Saved data entries
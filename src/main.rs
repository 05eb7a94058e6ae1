// Copyright 2026 The Chatbridge Project
// SPDX-License-Identifier: Apache-2.0

use clap::Parser;
use chatbridge::config;
use chatbridge::proxy;
use chatbridge::upstream::ReqwestUpstreamClient;

use std::net::{IpAddr, SocketAddr};
use std::sync::Arc;

use tracing_subscriber::EnvFilter;

#[derive(Parser)]
#[command(name = "chatbridge", about = "OpenAI-compatible chat completions bridge")]
struct Cli {
    /// Path to the chatbridge.yaml config file
    #[arg(long, default_value = "chatbridge.yaml", env = "CHATBRIDGE_CONFIG")]
    config: String,

    /// Port to listen on (overrides server.port)
    #[arg(long, env = "CHATBRIDGE_PORT")]
    port: Option<u16>,

    /// Address to bind (overrides server.host)
    #[arg(long, env = "CHATBRIDGE_HOST")]
    host: Option<String>,
}

#[tokio::main]
async fn main() {
    tracing_subscriber::fmt()
        .json()
        .with_target(false)
        .with_env_filter(
            EnvFilter::try_from_default_env().unwrap_or_else(|_| EnvFilter::new("info")),
        )
        .with_writer(std::io::stderr)
        .init();

    let cli = Cli::parse();

    let source = config::FileSource {
        path: std::path::PathBuf::from(&cli.config),
    };
    let config = match config::load_config(&source) {
        Ok(c) => Arc::new(c),
        Err(e) => {
            tracing::error!("failed to load config: {e}");
            std::process::exit(1);
        }
    };

    tracing::info!(
        environment = %config.environment,
        default_model = %config.models.default_model,
        models = config.models.available.len(),
        leak_patterns = config.sanitizer.leak_patterns.len(),
        rate_limit_enabled = config.rate_limit.enabled,
        auth_enabled = config.server.required_key().is_some(),
        config_hash = %config.config_hash,
        "config loaded"
    );

    let host = cli.host.unwrap_or_else(|| config.server.host.clone());
    let port = cli.port.unwrap_or(config.server.port);
    let ip: IpAddr = match host.parse() {
        Ok(ip) => ip,
        Err(e) => {
            tracing::error!(host = %host, "invalid listen address: {e}");
            std::process::exit(1);
        }
    };
    let addr = SocketAddr::new(ip, port);

    let http = match reqwest::Client::builder()
        .connect_timeout(config.upstream.request_timeout)
        .build()
    {
        Ok(c) => c,
        Err(e) => {
            tracing::error!("failed to build HTTP client: {e}");
            std::process::exit(1);
        }
    };

    let upstream = match ReqwestUpstreamClient::new(http, Arc::new(config.upstream.clone())) {
        Ok(u) => Arc::new(u),
        Err(e) => {
            tracing::error!("invalid upstream credentials: {e}");
            std::process::exit(1);
        }
    };
    upstream.warm_up().await;

    let state = proxy::AppState::new(config, upstream.clone(), upstream);
    let app = proxy::build_router(state);

    let listener = tokio::net::TcpListener::bind(addr)
        .await
        .expect("failed to bind to address");

    tracing::info!(%addr, "chatbridge listening");

    axum::serve(
        listener,
        app.into_make_service_with_connect_info::<SocketAddr>(),
    )
    .await
    .expect("server error");
}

◆ Exercise requirements ◆
Find the word "error" in the records and pull out each line that has it.

◆ Answer to this task ◆
            tracing::error!("failed to load config: {e}");
            tracing::error!(host = %host, "invalid listen address: {e}");
            tracing::error!("failed to build HTTP client: {e}");
            tracing::error!("invalid upstream credentials: {e}");
    .expect("server error");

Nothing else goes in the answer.